A Few Tax Reform Myths and Facts

Myth: The tax reform returns the country to Reagan-era economics and tax reforms.

Fact: The Reagan era featured a few different tax bills. The Economic Recovery Tax Act of 1981 lowered both corporate and personal taxes. It featured an across the board marginal income tax rate decrease of 25 percentage points and indexed income tax brackets. It also cut taxes paid by corporations.

The Tax Reform Act of 1986 was a simplified US tax code. It eliminated deductions, largely to corporations, but increased the standard income deduction. It also helped lower-income individuals and families by expanding the Earned Income Tax Credit (EITC).

The current bill is more similar to the 1981 bill.  According to Jeffrey Frankel, James W. Harpel Professor of Capital Formation and Growth at the Harvard Kennedy School, economists have long rejected the notion, asserted by Reagan, Bush Sr. and their advisors that such bills can result in a deficit neutral effect. The current bill phases in tax increases for families earning less than $75,000, to culminate increases in 2027.

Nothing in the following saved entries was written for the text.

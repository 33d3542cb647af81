//! Storage crate: message history persistence.
//!
//! ## Modules
//!
//! - [`error`] – Storage error types
//! - [`models`] – MessageRecord, HistoryQuery
//! - [`history_store`] – HistoryStore trait
//! - [`message_repo`] – MessageRepository (SQLite)
//! - [`sqlite_pool`] – SqlitePoolManager

mod error;
mod history_store;
mod message_repo;
mod models;
mod sqlite_pool;


pub use error::StorageError;
pub use history_store::HistoryStore;
pub use message_repo::MessageRepository;
pub use models::{HistoryQuery, MessageRecord};
pub use sqlite_pool::SqlitePoolManager;
//! Tracing setup: console and log file share the same full fmt format (level, target, span, fields).

use std::fs::{self, OpenOptions};
use std::io;
use std::path::Path;
use std::sync::Arc;

use tracing_subscriber::{
    fmt::format::FmtSpan, layer::SubscriberExt, util::SubscriberInitExt, EnvFilter, Registry,
};

/// Installs the global tracing subscriber, writing to stdout and `log_file_path` at once.
/// Level comes from `RUST_LOG` (default `info`), so `.env` must be loaded before this is called.
/// Missing parent directories of the log file are created.
pub fn init_tracing(log_file_path: &str) -> anyhow::Result<()> {
    if let Some(parent) = Path::new(log_file_path).parent() {
        if !parent.as_os_str().is_empty() {
            fs::create_dir_all(parent)?;
        }
    }

    let file = OpenOptions::new()
        .create(true)
        .append(true)
        .open(log_file_path)?;
    let file = Arc::new(file);

    let env_filter =
        EnvFilter::try_from_default_env().unwrap_or_else(|_| EnvFilter::new("info"));

    use tracing_subscriber::fmt::writer::MakeWriterExt;
    let writer = io::stdout.and(file);

    let fmt_layer = tracing_subscriber::fmt::layer()
        .with_writer(writer)
        .with_span_events(FmtSpan::CLOSE)
        .with_target(true)
        .with_thread_ids(true)
        .with_level(true)
        .with_file(false)
        .with_line_number(false);

    Registry::default()
        .with(env_filter)
        .with(fmt_layer)
        .try_init()
        .map_err(|e| anyhow::anyhow!("Failed to set global subscriber: {}", e))?;

    Ok(())
}

#[cfg(test)]
mod tests {
    use super::*;

    #[test]
    fn test_init_tracing_creates_log_dir() {
        let dir = tempfile::tempdir().unwrap();
        let path = dir.path().join("logs").join("sbot.log");

        init_tracing(path.to_str().unwrap()).unwrap();
        tracing::info!("hello from test");

        assert!(path.exists());
    }
}
//! # sbot-cli
//!
//! Argument parsing, config loading and the subcommand → command mapping for the `sbot` binary.

pub mod cli;
pub mod config;

pub use cli::{action_for, format_history, Action, Cli, Commands};
pub use config::AppConfig;
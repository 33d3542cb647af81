use async_trait::async_trait;

use crate::error::StorageError;
use crate::models::{HistoryQuery, MessageRecord};

/// Queryable log of past messages.
#[async_trait]
pub trait HistoryStore: Send + Sync {
    /// Returns the messages matching `query` in store order (oldest first).
    async fn query(&self, query: &HistoryQuery) -> Result<Vec<MessageRecord>, StorageError>;
}
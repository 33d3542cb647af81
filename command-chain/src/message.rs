//! [`MessageCommand`]: send text to a channel or a user's DM, split into platform-sized chunks.

use async_trait::async_trait;
use sbot_core::{ChatClient, CommandError, Event, Result};
use tracing::{debug, info};

use crate::command::{Command, Outcome};

/// Largest message the platform accepts, in characters.
pub const MAX_MESSAGE_CHARS: usize = 4000;

/// Sends `text` to `channel`, or to the DM with `user` when `channel` is unset or empty.
#[derive(Debug, Clone, Default, PartialEq, Eq)]
pub struct MessageCommand {
    channel: Option<String>,
    user: Option<String>,
    text: String,
}

impl MessageCommand {
    pub fn new(channel: Option<String>, user: Option<String>, text: impl Into<String>) -> Self {
        Self {
            channel,
            user,
            text: text.into(),
        }
    }

    pub fn to_channel(channel: impl Into<String>, text: impl Into<String>) -> Self {
        Self::new(Some(channel.into()), None, text)
    }

    pub fn to_user(user: impl Into<String>, text: impl Into<String>) -> Self {
        Self::new(None, Some(user.into()), text)
    }

    pub fn channel(&self) -> Option<&str> {
        self.channel.as_deref()
    }

    pub fn user(&self) -> Option<&str> {
        self.user.as_deref()
    }

    pub fn text(&self) -> &str {
        &self.text
    }

    async fn destination(&self, client: &dyn ChatClient) -> Result<String> {
        match (non_empty(&self.channel), non_empty(&self.user)) {
            (Some(channel), _) => client.channel_id(channel).await,
            (None, Some(user)) => client.dm_id(user).await,
            (None, None) => Err(CommandError::NoDestination.into()),
        }
    }
}

fn non_empty(field: &Option<String>) -> Option<&str> {
    field.as_deref().filter(|s| !s.is_empty())
}

/// Splits `text` into consecutive pieces of at most `max_chars` characters. Empty text
/// yields one empty piece. Never splits inside a character.
pub fn chunk_text(text: &str, max_chars: usize) -> Vec<&str> {
    debug_assert!(max_chars > 0);

    let mut chunks = Vec::with_capacity(text.len() / max_chars.max(1) + 1);
    let mut start = 0;
    let mut count = 0;
    for (idx, _) in text.char_indices() {
        if count == max_chars {
            chunks.push(&text[start..idx]);
            start = idx;
            count = 0;
        }
        count += 1;
    }
    chunks.push(&text[start..]);
    chunks
}

#[async_trait]
impl Command for MessageCommand {
    fn name(&self) -> &'static str {
        "MessageCommand"
    }

    async fn execute(&self, client: &dyn ChatClient, _event: Option<&Event>) -> Result<Outcome> {
        let destination = self.destination(client).await?;
        let chunks = chunk_text(&self.text, MAX_MESSAGE_CHARS);

        info!(
            destination = %destination,
            chunks = chunks.len(),
            text_len = self.text.len(),
            "Sending message"
        );

        // One chunk at a time; the channel must see them in order.
        for (index, chunk) in chunks.iter().enumerate() {
            debug!(index, chunk_len = chunk.len(), "Sending chunk");
            client.send(chunk, &destination).await?;
        }

        Ok(Outcome::Done)
    }
}
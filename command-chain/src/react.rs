use async_trait::async_trait;
use sbot_core::{ChatClient, CommandError, Event, Result};
use tracing::info;

use crate::command::{Command, Outcome};

/// Reacts with `emoji` to the message the triggering event describes.
#[derive(Debug, Clone, PartialEq, Eq)]
pub struct ReactCommand {
    emoji: String,
}

impl ReactCommand {
    pub fn new(emoji: impl Into<String>) -> Self {
        Self {
            emoji: emoji.into(),
        }
    }

    pub fn emoji(&self) -> &str {
        &self.emoji
    }
}

#[async_trait]
impl Command for ReactCommand {
    fn name(&self) -> &'static str {
        "ReactCommand"
    }

    async fn execute(&self, client: &dyn ChatClient, event: Option<&Event>) -> Result<Outcome> {
        let event = event.ok_or(CommandError::MissingEvent)?;

        info!(emoji = %self.emoji, channel = ?event.channel, ts = ?event.ts, "Adding reaction");
        client.react(&self.emoji, event).await?;

        Ok(Outcome::Done)
    }
}
//! SQLite connection pool wrapper for the storage crate.

use std::str::FromStr;

use log::info;
use sqlx::{
    sqlite::{SqliteConnectOptions, SqlitePoolOptions},
    SqlitePool,
};

const MAX_CONNECTIONS: u32 = 4;

/// Manages a single SQLite pool; creates DB file if missing.
#[derive(Clone)]
pub struct SqlitePoolManager {
    pool: SqlitePool,
}

impl SqlitePoolManager {
    /// Creates a pool for the given database URL (`sqlite://path` or `sqlite::memory:`).
    /// One connection is always kept open so in-memory databases outlive idle periods.
    pub async fn new(database_url: &str) -> Result<Self, sqlx::Error> {
        info!("Initializing SQLite pool: {}", database_url);

        let options = SqliteConnectOptions::from_str(database_url)?.create_if_missing(true);

        let pool = SqlitePoolOptions::new()
            .max_connections(MAX_CONNECTIONS)
            .min_connections(1)
            .idle_timeout(None)
            .max_lifetime(None)
            .connect_with(options)
            .await?;

        Ok(Self { pool })
    }

    /// Returns the underlying pool for running queries.
    pub fn pool(&self) -> &SqlitePool {
        &self.pool
    }
}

Myth: Today’s economy bears a close resemblance to the 1980s situation.

Fact: The country’s economic situation in the 1980’s differed in many ways from today. In the 1980s, US unemployment was high, people carried less debt, and the population was younger. The negative effect of the 1981 bill on the country required a 1982 bill – Tax Equity and Fiscal Responsibility Act of 1982 – to address. Its extreme tax cuts resulted in a quick increase to the national deficit, which vaulted 3.5 percent from 1980 to 1983 rising from 2.8 percent of the gross national product to 6.3 percent. The current US economic situation features a much lower unemployment rate of 4.1 percent, high debt burdens from both credit cards and student loans, and an aging population already in retirement or about to enter that phase. The Federal Reserve tries to keep economic balance by raising interest rates.

How Will Tax Reform Affect Businesses? A Closer Look 

Corporations see the largest benefit, says Larry Simmons of Business & Financial Solutions. They receive a tax reduction of 14%. Small and mid-sized businesses don’t see such a benefit.

The government hinges its hopes on corporations expanding due to their savings, Simmons explained.

“With the shortfall of taxes paid into the system, the government is counting on increased business expansion from large corporations, and those corporations spreading the wealth downstream,” he said in a statement. “Historically, this is not the way that large corporations have operated. Instead of spreading the wealth downstream, the typical pattern has been to fatten our own pockets.”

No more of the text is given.